MRI acquisition and analyses
At baseline and follow‐up visits, pwMS underwent an MRI examination using the same 3 T Signa Excite 12 Twin‐Speed scanner (GE Healthcare, Milwaukee, WI, USA) and eight channel head and neck coil. The standard sequences utilized in these analyses were two‐dimensional (2D) fluid attenuated inversion recovery (FLAIR), 2D T1‐weighted spin echo with and without use of 0.2 mL/kg gadolinium (Gd) contrast acquired 5 min postinjection, and high‐resolution 3D T1‐weighted imaging. The sequence parameters are explained in details elsewhere. 20
Lesion analysis was performed in a blinded manner with respect to the patient clinical and proteomics status. T2 lesion volume (LV), T1‐LV, and Gd‐LV were obtained using a semi‐automated contouring/thresholding technique using Java Image Manipulation (JIM) version 6.0 (Xinapse Systems Ltd, http://www.xinapse.com/, Essex, UK).
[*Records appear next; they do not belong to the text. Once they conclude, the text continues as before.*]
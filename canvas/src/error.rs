//! Error types for fallible store, menu, and image operations.
//!
//! Interactive geometry never fails: stale ids, degenerate viewports and
//! undersized draws are silent no-ops. Only bulk writes, document parsing and
//! image checks surface errors to the caller.

use crate::doc::RegionId;

/// Rejected write to the region store. The store is left untouched.
#[derive(Debug, Clone, PartialEq, Eq, thiserror::Error)]
pub enum StoreError {
    /// `add` was called with the store already full.
    #[error("region limit reached (max {max})")]
    CapacityReached { max: usize },

    /// A bulk write would leave more regions than allowed.
    #[error("too many regions: {count} (max {max})")]
    TooManyRegions { count: usize, max: usize },

    /// `add` was called with an id that is already present.
    #[error("region {id} already exists")]
    DuplicateId { id: RegionId },
}

/// Failure to read a menu document.
#[derive(Debug, thiserror::Error)]
pub enum MenuError {
    /// The text is not valid JSON or does not match the document shape.
    #[error("invalid menu JSON: {0}")]
    Json(#[from] serde_json::Error),

    /// The document parsed but would not fit in the store.
    #[error(transparent)]
    Store(#[from] StoreError),
}

/// Background image outside what the menu API accepts.
#[derive(Debug, Clone, PartialEq, thiserror::Error)]
pub enum ImageError {
    #[error("only JPEG or PNG images are allowed (got {mime})")]
    UnsupportedType { mime: String },

    #[error("image file must be {max} bytes or less (got {bytes})")]
    TooLarge { bytes: u64, max: u64 },

    #[error("image width must be between {min} and {max} pixels (got {width})")]
    Width { width: u32, min: u32, max: u32 },

    #[error("image height must be at least {min} pixels (got {height})")]
    Height { height: u32, min: u32 },

    #[error("image aspect ratio (width/height) must be at least {min} (got {ratio:.2})")]
    AspectRatio { ratio: f64, min: f64 },
}
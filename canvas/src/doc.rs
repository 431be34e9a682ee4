//! Document model: regions, their actions, and the ordered region store.
//!
//! This module defines what sits on the menu canvas (`Region`, `Bounds`,
//! `Action`), a sparse-update type for incremental edits (`RegionPatch`), and
//! the runtime store that owns the ordered collection (`RegionStore`).
//!
//! The store is written from many independent call sites: pointer drags on
//! every move event, template application, imported JSON, menus loaded from
//! the remote API. Every write therefore deduplicates by id and detects
//! value-identical results, so a redundant write never bumps the revision
//! counter that downstream consumers (re-render, persistence) watch.

#[cfg(test)]
#[path = "doc_test.rs"]
mod doc_test;

use std::collections::HashMap;

use serde::{Deserialize, Serialize};
use uuid::Uuid;

use crate::consts::MAX_REGIONS;
use crate::error::StoreError;
use crate::mapper::LogicalPoint;

/// Unique identifier for a region.
pub type RegionId = Uuid;

// =============================================================
// Bounds
// =============================================================

/// Axis-aligned rectangle in logical canvas units.
#[derive(Debug, Clone, Copy, PartialEq, Eq, Hash, Serialize, Deserialize)]
pub struct Bounds {
    pub x: i32,
    pub y: i32,
    pub width: i32,
    pub height: i32,
}

impl Bounds {
    #[must_use]
    pub const fn new(x: i32, y: i32, width: i32, height: i32) -> Self {
        Self { x, y, width, height }
    }

    /// Bounding box of two corner points, in either order.
    #[must_use]
    pub fn from_corners(a: LogicalPoint, b: LogicalPoint) -> Self {
        Self {
            x: a.x.min(b.x),
            y: a.y.min(b.y),
            width: a.x.abs_diff(b.x).try_into().unwrap_or(i32::MAX),
            height: a.y.abs_diff(b.y).try_into().unwrap_or(i32::MAX),
        }
    }

    /// Exclusive right edge. Saturates for out-of-range imported bounds.
    #[must_use]
    pub const fn right(&self) -> i32 {
        self.x.saturating_add(self.width)
    }

    /// Exclusive bottom edge.
    #[must_use]
    pub const fn bottom(&self) -> i32 {
        self.y.saturating_add(self.height)
    }

    /// Whether `p` lies inside the rectangle, edges included.
    #[must_use]
    pub fn contains(&self, p: LogicalPoint) -> bool {
        p.x >= self.x && p.x <= self.right() && p.y >= self.y && p.y <= self.bottom()
    }
}

// =============================================================
// Actions
// =============================================================

/// What happens when a user taps a region.
///
/// Serialized with a `"type"` tag and camelCase fields, matching the menu
/// API's action objects.
#[derive(Debug, Clone, PartialEq, Eq, Serialize, Deserialize)]
#[serde(tag = "type", rename_all = "lowercase")]
pub enum Action {
    /// Open a link.
    Uri {
        #[serde(default)]
        uri: String,
    },
    /// Send a text message as the user.
    Message {
        #[serde(default)]
        text: String,
    },
    /// Send a postback event to the bot's webhook.
    #[serde(rename_all = "camelCase")]
    Postback {
        #[serde(default)]
        data: String,
        #[serde(default, skip_serializing_if = "Option::is_none")]
        display_text: Option<String>,
        #[serde(default, skip_serializing_if = "Option::is_none")]
        label: Option<String>,
        #[serde(default, skip_serializing_if = "Option::is_none")]
        display: Option<PostbackDisplay>,
    },
    /// Open a date and/or time picker and post the selection back.
    #[serde(rename = "datetimepicker")]
    DatetimePicker {
        #[serde(default)]
        data: String,
        #[serde(default)]
        mode: DatetimeMode,
        #[serde(default, skip_serializing_if = "Option::is_none")]
        initial: Option<String>,
        #[serde(default, skip_serializing_if = "Option::is_none")]
        max: Option<String>,
        #[serde(default, skip_serializing_if = "Option::is_none")]
        min: Option<String>,
    },
    /// Switch the chat to another rich menu by alias.
    #[serde(rename = "richmenuswitch", rename_all = "camelCase")]
    RichMenuSwitch {
        #[serde(default, alias = "richMenuId")]
        rich_menu_alias_id: String,
        #[serde(default)]
        data: String,
    },
}

impl Default for Action {
    /// The action given to freshly drawn or templated regions.
    fn default() -> Self {
        Self::Message { text: "Hello".to_owned() }
    }
}

impl Action {
    /// Empty payload for `kind`, used when an editor switches a region's action type.
    #[must_use]
    pub fn blank(kind: ActionKind) -> Self {
        match kind {
            ActionKind::Uri => Self::Uri { uri: String::new() },
            ActionKind::Message => Self::Message { text: String::new() },
            ActionKind::Postback => Self::Postback {
                data: String::new(),
                display_text: None,
                label: None,
                display: Some(PostbackDisplay::Nothing),
            },
            ActionKind::DatetimePicker => Self::DatetimePicker {
                data: String::new(),
                mode: DatetimeMode::Datetime,
                initial: None,
                max: None,
                min: None,
            },
            ActionKind::RichMenuSwitch => Self::RichMenuSwitch { rich_menu_alias_id: String::new(), data: String::new() },
        }
    }

    #[must_use]
    pub fn kind(&self) -> ActionKind {
        match self {
            Self::Uri { .. } => ActionKind::Uri,
            Self::Message { .. } => ActionKind::Message,
            Self::Postback { .. } => ActionKind::Postback,
            Self::DatetimePicker { .. } => ActionKind::DatetimePicker,
            Self::RichMenuSwitch { .. } => ActionKind::RichMenuSwitch,
        }
    }
}

/// Discriminant of [`Action`], for type pickers and summaries.
#[derive(Debug, Clone, Copy, PartialEq, Eq, Hash)]
pub enum ActionKind {
    Uri,
    Message,
    Postback,
    DatetimePicker,
    RichMenuSwitch,
}

impl ActionKind {
    pub const ALL: [Self; 5] = [Self::Uri, Self::Message, Self::Postback, Self::DatetimePicker, Self::RichMenuSwitch];

    /// Wire name used in the `"type"` tag.
    #[must_use]
    pub fn as_str(self) -> &'static str {
        match self {
            Self::Uri => "uri",
            Self::Message => "message",
            Self::Postback => "postback",
            Self::DatetimePicker => "datetimepicker",
            Self::RichMenuSwitch => "richmenuswitch",
        }
    }
}

/// How the chat UI reacts after a postback tap.
#[derive(Debug, Clone, Copy, PartialEq, Eq, Serialize, Deserialize)]
#[serde(rename_all = "lowercase")]
pub enum PostbackDisplay {
    /// Leave the menu as it is.
    #[serde(rename = "none")]
    Nothing,
    Close,
    Open,
    Keyboard,
    Voice,
}

/// Which picker a datetime action opens.
#[derive(Debug, Clone, Copy, PartialEq, Eq, Default, Serialize, Deserialize)]
#[serde(rename_all = "lowercase")]
pub enum DatetimeMode {
    Date,
    Time,
    #[default]
    Datetime,
}

impl DatetimeMode {
    #[must_use]
    pub fn as_str(self) -> &'static str {
        match self {
            Self::Date => "date",
            Self::Time => "time",
            Self::Datetime => "datetime",
        }
    }
}

// =============================================================
// Region
// =============================================================

/// A rectangular tap zone with its action.
#[derive(Debug, Clone, PartialEq, Eq, Serialize, Deserialize)]
pub struct Region {
    /// Stable identity for the region's lifetime. Never reused.
    pub id: RegionId,
    /// Rectangle in logical canvas units.
    pub bounds: Bounds,
    /// Action fired on tap.
    pub action: Action,
}

impl Region {
    /// Create a region with a fresh id.
    #[must_use]
    pub fn new(bounds: Bounds, action: Action) -> Self {
        Self { id: Uuid::new_v4(), bounds, action }
    }
}

/// Sparse update for a region. Only present fields are applied.
#[derive(Debug, Clone, Default, PartialEq, Eq, Serialize, Deserialize)]
pub struct RegionPatch {
    #[serde(default, skip_serializing_if = "Option::is_none")]
    pub bounds: Option<Bounds>,
    #[serde(default, skip_serializing_if = "Option::is_none")]
    pub action: Option<Action>,
}

impl RegionPatch {
    #[must_use]
    pub fn bounds(bounds: Bounds) -> Self {
        Self { bounds: Some(bounds), action: None }
    }

    #[must_use]
    pub fn action(action: Action) -> Self {
        Self { bounds: None, action: Some(action) }
    }

    fn apply_to(&self, region: &Region) -> Region {
        Region {
            id: region.id,
            bounds: self.bounds.unwrap_or(region.bounds),
            action: self.action.clone().unwrap_or_else(|| region.action.clone()),
        }
    }
}

// =============================================================
// Store
// =============================================================

/// Ordered, id-unique collection of regions.
///
/// Every successful mutation bumps [`RegionStore::revision`]; writes whose
/// outcome equals the current collection leave it untouched.
#[derive(Debug, Default)]
pub struct RegionStore {
    regions: Vec<Region>,
    revision: u64,
}

impl RegionStore {
    /// Create an empty store.
    #[must_use]
    pub fn new() -> Self {
        Self::default()
    }

    /// Replace the whole collection (templates, imports).
    ///
    /// Duplicate ids in `regions` collapse to one entry: the last occurrence's
    /// value, kept where the id first appeared. Returns `Ok(false)` when the
    /// deduplicated list equals the current collection.
    ///
    /// # Errors
    ///
    /// Returns [`StoreError::TooManyRegions`] if more than [`MAX_REGIONS`]
    /// distinct regions remain; the store is not modified.
    pub fn replace_all(&mut self, regions: Vec<Region>) -> Result<bool, StoreError> {
        let next = dedupe_by_id(regions);
        if next.len() > MAX_REGIONS {
            return Err(StoreError::TooManyRegions { count: next.len(), max: MAX_REGIONS });
        }
        Ok(self.commit(next))
    }

    /// Update existing regions by id in place and append unseen ones.
    ///
    /// Regions absent from `incoming` are kept; order of existing regions
    /// never changes. Returns `Ok(false)` when nothing changed.
    ///
    /// # Errors
    ///
    /// Returns [`StoreError::TooManyRegions`] if the merged result would
    /// exceed [`MAX_REGIONS`]; the store is not modified.
    pub fn merge(&mut self, incoming: Vec<Region>) -> Result<bool, StoreError> {
        let incoming = dedupe_by_id(incoming);
        let mut merged = self.regions.clone();
        let slots: HashMap<RegionId, usize> = merged.iter().enumerate().map(|(i, r)| (r.id, i)).collect();

        for region in incoming {
            match slots.get(&region.id) {
                Some(&i) => merged[i] = region,
                None => merged.push(region),
            }
        }

        if merged.len() > MAX_REGIONS {
            return Err(StoreError::TooManyRegions { count: merged.len(), max: MAX_REGIONS });
        }
        Ok(self.commit(merged))
    }

    /// Apply `patch` to the region with `id`. Missing ids and patches that
    /// change nothing are no-ops returning `false`.
    pub fn update_one(&mut self, id: &RegionId, patch: &RegionPatch) -> bool {
        let Some(index) = self.index_of(id) else {
            return false;
        };
        let next = patch.apply_to(&self.regions[index]);
        if next == self.regions[index] {
            return false;
        }
        self.regions[index] = next;
        self.revision += 1;
        true
    }

    /// Remove a region by id, returning it if it was present.
    pub fn remove_one(&mut self, id: &RegionId) -> Option<Region> {
        let index = self.index_of(id)?;
        let removed = self.regions.remove(index);
        self.revision += 1;
        Some(removed)
    }

    /// Append a new region.
    ///
    /// # Errors
    ///
    /// Returns [`StoreError::CapacityReached`] when the store is full and
    /// [`StoreError::DuplicateId`] if the id is already present.
    pub fn add(&mut self, region: Region) -> Result<(), StoreError> {
        if self.regions.len() >= MAX_REGIONS {
            return Err(StoreError::CapacityReached { max: MAX_REGIONS });
        }
        if self.index_of(&region.id).is_some() {
            return Err(StoreError::DuplicateId { id: region.id });
        }
        self.regions.push(region);
        self.revision += 1;
        Ok(())
    }

    /// All regions in order.
    #[must_use]
    pub fn regions(&self) -> &[Region] {
        &self.regions
    }

    /// Return a reference to a region by id.
    #[must_use]
    pub fn get(&self, id: &RegionId) -> Option<&Region> {
        self.regions.iter().find(|r| r.id == *id)
    }

    /// Position of a region in the collection.
    #[must_use]
    pub fn index_of(&self, id: &RegionId) -> Option<usize> {
        self.regions.iter().position(|r| r.id == *id)
    }

    /// Change counter; bumped exactly once per effective mutation.
    #[must_use]
    pub fn revision(&self) -> u64 {
        self.revision
    }

    /// Whether another region can be added.
    #[must_use]
    pub fn has_capacity(&self) -> bool {
        self.regions.len() < MAX_REGIONS
    }

    /// Number of regions currently in the store.
    #[must_use]
    pub fn len(&self) -> usize {
        self.regions.len()
    }

    /// Returns `true` if the store contains no regions.
    #[must_use]
    pub fn is_empty(&self) -> bool {
        self.regions.is_empty()
    }

    fn commit(&mut self, next: Vec<Region>) -> bool {
        if next == self.regions {
            return false;
        }
        self.regions = next;
        self.revision += 1;
        true
    }
}

/// Collapse duplicate ids: the last value wins, at the first position.
fn dedupe_by_id(regions: Vec<Region>) -> Vec<Region> {
    let mut slots: HashMap<RegionId, usize> = HashMap::with_capacity(regions.len());
    let mut out: Vec<Region> = Vec::with_capacity(regions.len());
    for region in regions {
        if let Some(&i) = slots.get(&region.id) {
            out[i] = region;
        } else {
            slots.insert(region.id, out.len());
            out.push(region);
        }
    }
    out
}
The cross‐sectional and longitudinal changes in volumes of brain regions of interest (ROIs) of whole brain (WB), white matter (WM), gray matter (GM), all normalized for head size, were measured using the SIENAX and SIENA algorithms (FMRIB Software Library, http://www.fmrib.ox.ac.uk/fsl). 21 A lesion inpainting technique was used to avoid tissue misclassification. 22 Total deep GM (DGM) volume and specific volume of the thalamus were obtained with FMRIB's Integrated Registration and Segmentation Tool (FIRST, https://fsl.fmrib.ox.ac.uk/fsl, version 1.2). The number of patients who had baseline and follow‐up samples are described in Table S1. Lastly, pathological change in whole brain volume was determined as an annualized percent brain volume reduction of greater than or equal to 0.4% 23 and pathological lateral ventricle volume change if an annualized percent volume expansion of greater than or equal to 3.5%. 24
The counts presented in Table S1 correspond to patients who have had both baseline and follow‐up blood samples. The table provides demographic information for these patients at different time points and endpoints. Note that all 202 patients in the study cohort who underwent assessments did indeed have baseline blood samples collected.
Statistical analyses
We employed both Python and R, leveraging Python's versatility for data manipulation and R's specialized statistical packages for rigorous mixed‐effects modeling and post hoc power analysis, ensuring a comprehensive and robust analytical approach. Data and statistical analyses were performed using Python version 3.8.10, SciPy 1.9.3, pandas 1.5.2, pingouin 0.5.3, and NumPy 1.24.1. Ordinary and mixed‐effects models were estimated using R version 4.1.3. Logistic regression models were estimated with Python statsmodels package version 0.13.2. Retrospective power analysis was done using R simr version 1.0.7.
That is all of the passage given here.